Requirement ::
The listing below holds a line with "separators into integers." and a later line with "pub fn from_json(json: &str)". Write out those two lines and every line between them, exactly, and nothing else.

Data to examine ::

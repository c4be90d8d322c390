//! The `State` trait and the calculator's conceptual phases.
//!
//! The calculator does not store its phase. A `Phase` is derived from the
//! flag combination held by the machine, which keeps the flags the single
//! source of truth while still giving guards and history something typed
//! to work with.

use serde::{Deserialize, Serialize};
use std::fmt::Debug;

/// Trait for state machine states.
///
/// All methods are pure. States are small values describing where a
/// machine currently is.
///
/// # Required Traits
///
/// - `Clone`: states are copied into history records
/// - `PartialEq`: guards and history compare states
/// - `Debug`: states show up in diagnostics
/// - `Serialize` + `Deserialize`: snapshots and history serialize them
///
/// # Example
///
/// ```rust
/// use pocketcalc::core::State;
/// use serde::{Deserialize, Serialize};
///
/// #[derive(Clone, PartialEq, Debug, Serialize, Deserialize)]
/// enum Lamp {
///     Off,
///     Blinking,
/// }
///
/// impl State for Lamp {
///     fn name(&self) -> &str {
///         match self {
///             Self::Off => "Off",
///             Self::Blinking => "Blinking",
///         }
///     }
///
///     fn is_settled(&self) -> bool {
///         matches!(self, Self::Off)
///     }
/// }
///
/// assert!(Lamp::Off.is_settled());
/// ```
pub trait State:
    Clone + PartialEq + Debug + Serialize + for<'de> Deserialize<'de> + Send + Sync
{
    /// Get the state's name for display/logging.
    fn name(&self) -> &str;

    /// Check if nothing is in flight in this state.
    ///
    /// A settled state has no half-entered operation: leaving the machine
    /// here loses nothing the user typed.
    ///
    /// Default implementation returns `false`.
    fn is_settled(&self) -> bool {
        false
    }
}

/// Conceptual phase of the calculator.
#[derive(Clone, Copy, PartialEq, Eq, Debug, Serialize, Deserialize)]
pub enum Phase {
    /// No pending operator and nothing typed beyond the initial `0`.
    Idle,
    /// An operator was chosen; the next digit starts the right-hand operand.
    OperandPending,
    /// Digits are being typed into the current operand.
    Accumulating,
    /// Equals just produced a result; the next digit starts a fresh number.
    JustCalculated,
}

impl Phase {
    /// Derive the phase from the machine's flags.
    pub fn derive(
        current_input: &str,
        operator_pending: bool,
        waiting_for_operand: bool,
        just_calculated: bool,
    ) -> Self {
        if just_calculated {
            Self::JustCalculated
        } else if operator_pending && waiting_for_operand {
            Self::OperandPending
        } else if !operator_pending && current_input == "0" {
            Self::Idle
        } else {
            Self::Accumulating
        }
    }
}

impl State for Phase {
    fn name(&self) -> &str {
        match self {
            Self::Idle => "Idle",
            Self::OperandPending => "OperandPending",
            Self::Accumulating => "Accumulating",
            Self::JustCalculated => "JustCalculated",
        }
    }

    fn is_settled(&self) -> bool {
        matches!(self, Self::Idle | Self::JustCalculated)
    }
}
* * *
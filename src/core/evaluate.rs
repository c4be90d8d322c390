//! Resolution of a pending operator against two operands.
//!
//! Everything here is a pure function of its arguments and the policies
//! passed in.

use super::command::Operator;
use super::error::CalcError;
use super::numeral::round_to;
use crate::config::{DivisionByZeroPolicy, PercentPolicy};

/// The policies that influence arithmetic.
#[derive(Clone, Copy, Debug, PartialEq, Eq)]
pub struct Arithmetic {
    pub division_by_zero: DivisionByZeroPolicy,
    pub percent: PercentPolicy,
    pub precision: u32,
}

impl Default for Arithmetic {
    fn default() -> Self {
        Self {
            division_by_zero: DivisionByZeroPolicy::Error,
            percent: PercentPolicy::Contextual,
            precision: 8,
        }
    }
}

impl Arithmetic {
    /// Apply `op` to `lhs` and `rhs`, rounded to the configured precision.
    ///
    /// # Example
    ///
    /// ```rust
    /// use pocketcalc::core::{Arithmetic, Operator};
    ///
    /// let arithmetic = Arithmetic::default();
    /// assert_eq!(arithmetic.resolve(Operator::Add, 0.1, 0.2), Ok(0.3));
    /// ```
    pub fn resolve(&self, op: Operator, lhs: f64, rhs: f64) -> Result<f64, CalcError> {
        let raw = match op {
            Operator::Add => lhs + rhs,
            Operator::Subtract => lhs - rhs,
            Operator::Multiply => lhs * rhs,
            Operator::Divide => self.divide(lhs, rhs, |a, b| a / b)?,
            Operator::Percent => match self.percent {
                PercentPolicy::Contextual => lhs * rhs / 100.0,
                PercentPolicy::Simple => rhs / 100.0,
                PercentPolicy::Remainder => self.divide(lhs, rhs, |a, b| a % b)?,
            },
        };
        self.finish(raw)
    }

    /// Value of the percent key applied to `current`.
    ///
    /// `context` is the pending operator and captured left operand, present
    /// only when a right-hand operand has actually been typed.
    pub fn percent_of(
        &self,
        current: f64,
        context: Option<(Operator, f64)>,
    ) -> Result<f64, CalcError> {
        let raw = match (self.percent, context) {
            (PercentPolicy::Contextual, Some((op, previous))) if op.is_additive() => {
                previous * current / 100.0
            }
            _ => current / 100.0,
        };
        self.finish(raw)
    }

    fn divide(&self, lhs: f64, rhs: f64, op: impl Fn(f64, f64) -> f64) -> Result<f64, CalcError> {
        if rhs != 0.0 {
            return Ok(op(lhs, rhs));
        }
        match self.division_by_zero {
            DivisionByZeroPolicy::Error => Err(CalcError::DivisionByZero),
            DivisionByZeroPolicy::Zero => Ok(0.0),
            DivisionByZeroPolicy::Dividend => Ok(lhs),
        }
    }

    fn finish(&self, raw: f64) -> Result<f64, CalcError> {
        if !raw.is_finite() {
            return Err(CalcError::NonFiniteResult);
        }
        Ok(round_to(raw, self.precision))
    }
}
* * *
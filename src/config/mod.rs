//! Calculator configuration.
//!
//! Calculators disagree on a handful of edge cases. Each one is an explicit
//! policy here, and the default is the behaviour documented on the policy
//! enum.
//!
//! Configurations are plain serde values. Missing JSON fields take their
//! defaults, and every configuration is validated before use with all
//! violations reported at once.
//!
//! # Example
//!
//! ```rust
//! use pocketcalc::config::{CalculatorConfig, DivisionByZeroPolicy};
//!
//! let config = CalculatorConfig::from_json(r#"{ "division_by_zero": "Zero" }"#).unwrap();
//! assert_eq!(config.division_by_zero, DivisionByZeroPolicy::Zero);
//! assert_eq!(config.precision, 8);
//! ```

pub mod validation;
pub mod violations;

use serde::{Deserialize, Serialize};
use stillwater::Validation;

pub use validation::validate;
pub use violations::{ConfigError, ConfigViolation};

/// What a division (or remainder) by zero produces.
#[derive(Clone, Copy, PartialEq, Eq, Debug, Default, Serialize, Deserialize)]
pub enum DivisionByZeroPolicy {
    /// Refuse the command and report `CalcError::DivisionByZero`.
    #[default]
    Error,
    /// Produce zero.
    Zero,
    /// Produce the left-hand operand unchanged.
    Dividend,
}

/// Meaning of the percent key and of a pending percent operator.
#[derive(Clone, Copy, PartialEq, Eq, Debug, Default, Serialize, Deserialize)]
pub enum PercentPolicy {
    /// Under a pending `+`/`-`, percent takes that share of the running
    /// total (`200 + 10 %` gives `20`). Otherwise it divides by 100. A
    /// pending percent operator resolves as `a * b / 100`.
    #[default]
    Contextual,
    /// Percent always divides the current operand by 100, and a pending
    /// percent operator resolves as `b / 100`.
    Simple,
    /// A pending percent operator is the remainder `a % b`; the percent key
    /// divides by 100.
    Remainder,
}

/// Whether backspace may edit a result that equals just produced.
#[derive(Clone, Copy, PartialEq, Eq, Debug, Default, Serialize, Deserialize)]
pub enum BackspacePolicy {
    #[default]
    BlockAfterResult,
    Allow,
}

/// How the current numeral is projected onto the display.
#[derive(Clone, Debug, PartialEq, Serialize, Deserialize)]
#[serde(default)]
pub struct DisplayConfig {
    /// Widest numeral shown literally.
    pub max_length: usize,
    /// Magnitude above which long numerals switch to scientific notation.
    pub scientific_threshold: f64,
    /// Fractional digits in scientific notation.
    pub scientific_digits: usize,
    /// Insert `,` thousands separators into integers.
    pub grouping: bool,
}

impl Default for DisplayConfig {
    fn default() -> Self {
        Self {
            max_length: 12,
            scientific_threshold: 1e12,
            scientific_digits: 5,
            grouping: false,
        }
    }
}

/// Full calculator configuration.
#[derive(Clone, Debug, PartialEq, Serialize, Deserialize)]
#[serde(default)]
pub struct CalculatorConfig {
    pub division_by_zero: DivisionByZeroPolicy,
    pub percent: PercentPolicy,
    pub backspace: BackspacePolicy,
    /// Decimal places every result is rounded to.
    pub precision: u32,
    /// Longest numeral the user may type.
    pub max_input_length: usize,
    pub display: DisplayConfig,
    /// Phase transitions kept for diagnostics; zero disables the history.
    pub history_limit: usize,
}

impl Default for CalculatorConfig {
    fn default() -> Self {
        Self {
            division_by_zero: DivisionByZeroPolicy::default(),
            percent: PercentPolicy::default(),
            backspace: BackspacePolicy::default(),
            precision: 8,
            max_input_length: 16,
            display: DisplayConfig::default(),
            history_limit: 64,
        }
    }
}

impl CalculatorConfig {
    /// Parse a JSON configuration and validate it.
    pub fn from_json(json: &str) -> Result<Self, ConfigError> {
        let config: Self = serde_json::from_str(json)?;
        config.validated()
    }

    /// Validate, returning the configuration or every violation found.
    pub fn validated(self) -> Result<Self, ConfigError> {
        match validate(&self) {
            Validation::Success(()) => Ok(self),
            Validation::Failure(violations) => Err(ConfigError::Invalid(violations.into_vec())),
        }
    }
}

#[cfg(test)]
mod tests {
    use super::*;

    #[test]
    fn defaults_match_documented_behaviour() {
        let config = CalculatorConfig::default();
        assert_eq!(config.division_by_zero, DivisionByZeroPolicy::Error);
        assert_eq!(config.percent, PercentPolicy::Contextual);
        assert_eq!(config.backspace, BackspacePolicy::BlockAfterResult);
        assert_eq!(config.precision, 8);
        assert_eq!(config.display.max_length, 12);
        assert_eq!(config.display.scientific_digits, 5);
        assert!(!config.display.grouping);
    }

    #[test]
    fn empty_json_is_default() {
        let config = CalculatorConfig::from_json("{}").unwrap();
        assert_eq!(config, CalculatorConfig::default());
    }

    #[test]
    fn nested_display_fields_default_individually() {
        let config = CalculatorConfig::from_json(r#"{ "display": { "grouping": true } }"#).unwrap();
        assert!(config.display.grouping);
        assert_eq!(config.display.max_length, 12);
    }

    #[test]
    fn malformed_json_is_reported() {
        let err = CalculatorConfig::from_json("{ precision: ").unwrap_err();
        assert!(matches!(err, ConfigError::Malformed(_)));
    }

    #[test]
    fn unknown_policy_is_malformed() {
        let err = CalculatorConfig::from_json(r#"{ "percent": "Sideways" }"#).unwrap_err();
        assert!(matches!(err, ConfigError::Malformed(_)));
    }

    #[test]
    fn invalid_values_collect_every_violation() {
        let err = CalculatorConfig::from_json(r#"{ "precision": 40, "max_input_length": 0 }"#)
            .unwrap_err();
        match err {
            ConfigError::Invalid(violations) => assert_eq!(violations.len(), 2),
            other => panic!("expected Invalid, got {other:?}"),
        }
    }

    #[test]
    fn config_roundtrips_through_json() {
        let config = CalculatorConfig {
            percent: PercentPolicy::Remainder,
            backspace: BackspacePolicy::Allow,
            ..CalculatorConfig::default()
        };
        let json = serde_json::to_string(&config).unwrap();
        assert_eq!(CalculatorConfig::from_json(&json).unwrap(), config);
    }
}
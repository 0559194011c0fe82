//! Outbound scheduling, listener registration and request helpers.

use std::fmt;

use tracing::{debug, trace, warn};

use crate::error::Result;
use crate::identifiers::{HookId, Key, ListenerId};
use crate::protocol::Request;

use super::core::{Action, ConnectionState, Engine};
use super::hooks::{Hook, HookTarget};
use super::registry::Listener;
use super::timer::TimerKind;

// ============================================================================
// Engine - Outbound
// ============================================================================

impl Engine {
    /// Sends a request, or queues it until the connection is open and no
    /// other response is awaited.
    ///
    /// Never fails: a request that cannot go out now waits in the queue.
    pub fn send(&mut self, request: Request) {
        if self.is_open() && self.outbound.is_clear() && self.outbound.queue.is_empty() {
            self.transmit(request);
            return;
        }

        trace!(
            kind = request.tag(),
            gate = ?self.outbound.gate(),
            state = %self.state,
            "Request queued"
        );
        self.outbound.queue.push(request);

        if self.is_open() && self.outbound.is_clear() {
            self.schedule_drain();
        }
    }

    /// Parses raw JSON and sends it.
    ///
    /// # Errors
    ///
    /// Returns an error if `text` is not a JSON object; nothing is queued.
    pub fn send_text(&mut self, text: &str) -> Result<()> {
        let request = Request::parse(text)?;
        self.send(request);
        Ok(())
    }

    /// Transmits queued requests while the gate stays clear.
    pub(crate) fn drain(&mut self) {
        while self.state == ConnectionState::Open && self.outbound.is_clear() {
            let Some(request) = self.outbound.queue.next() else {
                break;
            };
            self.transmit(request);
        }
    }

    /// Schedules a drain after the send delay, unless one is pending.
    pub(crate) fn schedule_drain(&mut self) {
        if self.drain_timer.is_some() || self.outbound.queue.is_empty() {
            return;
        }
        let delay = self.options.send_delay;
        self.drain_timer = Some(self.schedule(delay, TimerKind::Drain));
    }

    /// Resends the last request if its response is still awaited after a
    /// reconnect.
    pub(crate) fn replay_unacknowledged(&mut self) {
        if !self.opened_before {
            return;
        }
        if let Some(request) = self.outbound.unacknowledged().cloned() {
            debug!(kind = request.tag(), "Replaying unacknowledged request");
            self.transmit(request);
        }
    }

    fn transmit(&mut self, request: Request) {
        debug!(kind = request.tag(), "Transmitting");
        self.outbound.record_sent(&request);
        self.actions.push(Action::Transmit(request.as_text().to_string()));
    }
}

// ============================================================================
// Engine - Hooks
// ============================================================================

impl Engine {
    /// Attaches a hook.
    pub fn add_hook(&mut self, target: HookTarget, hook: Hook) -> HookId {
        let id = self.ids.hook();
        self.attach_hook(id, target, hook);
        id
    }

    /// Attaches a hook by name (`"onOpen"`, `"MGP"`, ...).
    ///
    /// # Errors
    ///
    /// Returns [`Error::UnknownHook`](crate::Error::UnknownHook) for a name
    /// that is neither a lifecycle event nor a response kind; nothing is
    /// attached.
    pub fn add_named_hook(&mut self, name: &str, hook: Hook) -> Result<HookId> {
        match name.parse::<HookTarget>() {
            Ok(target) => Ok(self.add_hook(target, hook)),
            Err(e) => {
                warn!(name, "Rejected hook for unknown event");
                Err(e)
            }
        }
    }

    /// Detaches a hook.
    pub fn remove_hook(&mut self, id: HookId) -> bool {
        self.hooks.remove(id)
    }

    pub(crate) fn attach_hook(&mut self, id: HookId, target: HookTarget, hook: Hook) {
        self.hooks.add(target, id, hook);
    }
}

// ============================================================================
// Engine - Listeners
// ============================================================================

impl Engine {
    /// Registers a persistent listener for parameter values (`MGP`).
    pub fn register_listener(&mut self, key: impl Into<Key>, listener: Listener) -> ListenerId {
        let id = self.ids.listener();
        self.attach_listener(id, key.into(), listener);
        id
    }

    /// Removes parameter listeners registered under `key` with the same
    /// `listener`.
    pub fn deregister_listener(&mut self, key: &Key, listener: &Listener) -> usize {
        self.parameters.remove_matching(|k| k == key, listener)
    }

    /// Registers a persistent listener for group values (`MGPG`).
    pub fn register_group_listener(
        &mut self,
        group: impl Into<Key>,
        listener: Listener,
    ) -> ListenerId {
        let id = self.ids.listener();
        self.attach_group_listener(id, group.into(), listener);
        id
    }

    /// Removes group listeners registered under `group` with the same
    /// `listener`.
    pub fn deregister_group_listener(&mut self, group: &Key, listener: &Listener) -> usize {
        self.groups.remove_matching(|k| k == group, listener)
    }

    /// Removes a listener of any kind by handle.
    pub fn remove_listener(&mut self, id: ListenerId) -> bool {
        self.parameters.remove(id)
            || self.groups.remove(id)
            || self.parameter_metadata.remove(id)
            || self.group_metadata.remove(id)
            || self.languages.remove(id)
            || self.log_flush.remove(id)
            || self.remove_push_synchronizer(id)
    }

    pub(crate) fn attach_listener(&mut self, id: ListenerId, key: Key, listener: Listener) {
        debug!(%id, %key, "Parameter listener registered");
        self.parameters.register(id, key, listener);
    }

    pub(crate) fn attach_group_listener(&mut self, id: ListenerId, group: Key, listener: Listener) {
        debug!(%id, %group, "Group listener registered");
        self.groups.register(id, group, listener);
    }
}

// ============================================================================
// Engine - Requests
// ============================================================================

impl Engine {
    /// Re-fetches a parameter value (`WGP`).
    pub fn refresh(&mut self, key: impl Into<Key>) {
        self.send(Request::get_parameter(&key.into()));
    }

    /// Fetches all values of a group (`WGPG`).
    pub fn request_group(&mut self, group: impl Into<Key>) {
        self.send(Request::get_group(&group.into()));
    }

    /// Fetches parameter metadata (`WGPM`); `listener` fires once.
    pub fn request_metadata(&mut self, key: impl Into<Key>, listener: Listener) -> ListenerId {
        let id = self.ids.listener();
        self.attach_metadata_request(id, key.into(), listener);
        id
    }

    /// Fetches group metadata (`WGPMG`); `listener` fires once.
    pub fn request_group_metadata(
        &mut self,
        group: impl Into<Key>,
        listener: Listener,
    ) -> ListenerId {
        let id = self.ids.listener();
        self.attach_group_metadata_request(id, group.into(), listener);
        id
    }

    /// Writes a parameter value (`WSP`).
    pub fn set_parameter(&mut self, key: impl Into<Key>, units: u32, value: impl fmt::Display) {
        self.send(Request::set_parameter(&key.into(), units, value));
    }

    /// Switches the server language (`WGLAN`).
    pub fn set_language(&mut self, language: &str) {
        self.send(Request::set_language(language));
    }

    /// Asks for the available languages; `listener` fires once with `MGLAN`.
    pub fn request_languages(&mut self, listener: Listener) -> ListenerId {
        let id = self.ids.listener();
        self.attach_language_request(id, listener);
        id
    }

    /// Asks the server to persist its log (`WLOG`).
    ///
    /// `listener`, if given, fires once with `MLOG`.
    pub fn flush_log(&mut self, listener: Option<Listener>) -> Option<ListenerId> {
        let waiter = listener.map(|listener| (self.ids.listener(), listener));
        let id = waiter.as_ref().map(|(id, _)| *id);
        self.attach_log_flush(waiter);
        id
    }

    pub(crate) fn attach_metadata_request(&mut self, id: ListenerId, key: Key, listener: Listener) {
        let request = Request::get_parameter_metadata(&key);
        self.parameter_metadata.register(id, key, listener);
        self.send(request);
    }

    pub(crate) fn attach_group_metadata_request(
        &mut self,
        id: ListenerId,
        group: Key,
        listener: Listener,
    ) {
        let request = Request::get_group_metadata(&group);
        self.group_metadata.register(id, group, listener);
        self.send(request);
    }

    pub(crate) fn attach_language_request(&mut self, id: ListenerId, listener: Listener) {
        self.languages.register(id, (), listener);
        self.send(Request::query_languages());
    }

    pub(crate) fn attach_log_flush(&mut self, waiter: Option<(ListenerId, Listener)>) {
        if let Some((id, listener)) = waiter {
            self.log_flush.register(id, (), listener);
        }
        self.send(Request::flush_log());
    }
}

Solution for this problem ::
    /// Insert `,` thousands separators into integers.
    pub grouping: bool,
}

impl Default for DisplayConfig {
    fn default() -> Self {
        Self {
            max_length: 12,
            scientific_threshold: 1e12,
            scientific_digits: 5,
            grouping: false,
        }
    }
}

/// Full calculator configuration.
#[derive(Clone, Debug, PartialEq, Serialize, Deserialize)]
#[serde(default)]
pub struct CalculatorConfig {
    pub division_by_zero: DivisionByZeroPolicy,
    pub percent: PercentPolicy,
    pub backspace: BackspacePolicy,
    /// Decimal places every result is rounded to.
    pub precision: u32,
    /// Longest numeral the user may type.
    pub max_input_length: usize,
    pub display: DisplayConfig,
    /// Phase transitions kept for diagnostics; zero disables the history.
    pub history_limit: usize,
}

impl Default for CalculatorConfig {
    fn default() -> Self {
        Self {
            division_by_zero: DivisionByZeroPolicy::default(),
            percent: PercentPolicy::default(),
            backspace: BackspacePolicy::default(),
            precision: 8,
            max_input_length: 16,
            display: DisplayConfig::default(),
            history_limit: 64,
        }
    }
}

impl CalculatorConfig {
    /// Parse a JSON configuration and validate it.
    pub fn from_json(json: &str) -> Result<Self, ConfigError> {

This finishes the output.